Bombay High Court: Setting aside the writ petitions filed by The Bombay Bar Association, Advocates Association of Western India and a few lawyers, a division bench comprising of SC Dharmadhikari and AA Sayed, upheld the levy of service tax on services provided by lawyers and law firms, to their business clients. In the present case, the petitioners had contended that as lawyers are “officers of the court” who help in the administration of justice hence no service tax levy should be imposed on their services. In addition to their key contention, they also pleaded that the levy of service tax imposes a heavy additional burden on litigants which disables them from approaching the courts. It was also contended that such a provision was unconstitutional because it discriminates between services provided to an individual, where there is no service tax imposition and to a large business entity which has to bear the service tax burden.

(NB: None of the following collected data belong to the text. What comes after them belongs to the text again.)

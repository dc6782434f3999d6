//! Validation statistics and metrics emission
//!
//! [`collect`] runs one deterministic encoding pass over a validation store
//! and derives every statistic from that single pass: collision rates at full
//! length and truncated prefixes, per-level quantization loss via an explicit
//! residual sweep, codebook utilization, and code-frequency histograms.
//!
//! Experiment tracking is an injectable capability: the trainer emits through
//! a [`MetricsSink`], and the no-op default turns emission off without
//! touching the training loop.

use std::collections::HashSet;

use crate::math;
use crate::rvq::ResidualQuantizer;
use crate::store::EmbeddingStore;

/// Per-validation-call quality statistics
#[derive(Debug, Clone)]
pub struct ValidationReport {
    pub num_items: usize,
    /// Fraction of items whose full code is not globally unique
    pub collision_rate: f32,
    /// Collision rate truncated to the first level
    pub collision_rate_prefix1: f32,
    /// Collision rate truncated to the first two levels
    pub collision_rate_prefix2: f32,
    /// Per-level quantization loss, mean over elements
    pub per_level_quant_loss: Vec<f32>,
    /// Distinct codes used at each level / that level's codebook size
    pub codebook_utilization: Vec<f32>,
    /// Items assigned to each codebook entry, per level
    pub code_histograms: Vec<Vec<u32>>,
}

fn prefix_collision_rate(codes: &[Vec<u32>], prefix_len: usize, num_items: usize) -> f32 {
    let distinct: HashSet<&[u32]> = codes
        .iter()
        .map(|code| &code[..prefix_len.min(code.len())])
        .collect();
    (num_items - distinct.len()) as f32 / num_items as f32
}

/// Compute the full validation report in one pass over the store.
///
/// The encoding is computed once per call; every derived statistic reuses the
/// same codes.
pub fn collect(rvq: &ResidualQuantizer, store: &EmbeddingStore, batch_size: usize) -> ValidationReport {
    let dim = rvq.config.dim;
    let num_levels = rvq.num_levels();
    let num_items = store.count;

    // One deterministic encoding of the whole validation set.
    let mut codes: Vec<Vec<u32>> = Vec::with_capacity(num_items);
    let mut start = 0usize;
    while start < num_items {
        let end = (start + batch_size).min(num_items);
        let batch: Vec<f32> = (start..end).flat_map(|i| store.get(i).iter().copied()).collect();
        codes.extend(rvq.encode_batch(&batch, false));
        start = end;
    }

    // Residual sweep over the shared codes: each level's loss is measured
    // against the residual entering it, decoupled from the training pass.
    let mut level_losses = vec![0.0f64; num_levels];
    let mut histograms: Vec<Vec<u32>> = rvq.levels.iter().map(|l| vec![0u32; l.n_e]).collect();
    for (i, code) in codes.iter().enumerate() {
        let mut residual = store.get(i).to_vec();
        for (l, (level, &idx)) in rvq.levels.iter().zip(code).enumerate() {
            let entry = level.vector(idx);
            level_losses[l] += math::l2_distance_squared(&residual, entry) as f64;
            histograms[l][idx as usize] += 1;
            for (r, e) in residual.iter_mut().zip(entry) {
                *r -= e;
            }
        }
    }

    let elems = (num_items * dim) as f64;
    let per_level_quant_loss: Vec<f32> =
        level_losses.iter().map(|&acc| (acc / elems) as f32).collect();

    let codebook_utilization: Vec<f32> = histograms
        .iter()
        .zip(&rvq.levels)
        .map(|(hist, level)| hist.iter().filter(|&&c| c > 0).count() as f32 / level.n_e as f32)
        .collect();

    ValidationReport {
        num_items,
        collision_rate: prefix_collision_rate(&codes, num_levels, num_items),
        collision_rate_prefix1: prefix_collision_rate(&codes, 1, num_items),
        collision_rate_prefix2: prefix_collision_rate(&codes, 2, num_items),
        per_level_quant_loss,
        codebook_utilization,
        code_histograms: histograms,
    }
}

/// Scalar training metrics for one epoch
#[derive(Debug, Clone, Copy)]
pub struct TrainEpochMetrics {
    pub epoch: usize,
    pub total_loss: f32,
    pub recon_loss: f32,
    pub quant_loss: f32,
    pub lr: f32,
    pub grad_norm: f32,
}

/// Injectable experiment-tracking capability
pub trait MetricsSink {
    fn train_epoch(&mut self, metrics: &TrainEpochMetrics) {
        let _ = metrics;
    }

    fn validation(&mut self, epoch: usize, report: &ValidationReport, best_collision_rate: f32) {
        let _ = (epoch, report, best_collision_rate);
    }
}

/// Default sink: emission disabled, training unaffected
pub struct NoopMetrics;

impl MetricsSink for NoopMetrics {}

/// Sink that forwards scalar metrics to the `tracing` subscriber
pub struct TracingMetrics;

impl MetricsSink for TracingMetrics {
    fn train_epoch(&mut self, m: &TrainEpochMetrics) {
        tracing::info!(
            epoch = m.epoch,
            total_loss = m.total_loss,
            recon_loss = m.recon_loss,
            quant_loss = m.quant_loss,
            lr = m.lr,
            grad_norm = m.grad_norm,
            "train epoch"
        );
    }

    fn validation(&mut self, epoch: usize, report: &ValidationReport, best_collision_rate: f32) {
        tracing::info!(
            epoch,
            collision_rate = report.collision_rate,
            collision_rate_prefix1 = report.collision_rate_prefix1,
            collision_rate_prefix2 = report.collision_rate_prefix2,
            best_collision_rate,
            utilization = ?report.codebook_utilization,
            per_level_quant_loss = ?report.per_level_quant_loss,
            "validation"
        );
    }
}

The service tax authorities and the central government who were the respondents to this case, argued that even as lawyers provide assistance in administering justice, they do in fact provide services to their clients and are duly compensated in the form of fees which are charged from clients. It was also pointed out that the classification between legal services provided to business entities and to individuals, for the purpose of levy of service tax, was not discriminatory and does not violate the Constitution. It was further contended that representational legal services provided to individuals were kept out of the service tax net to ensure the burden is not borne by the common man. As there was a rational nexus, it was not discriminatory against business entities and this has been the position taken earlier by the Supreme Court.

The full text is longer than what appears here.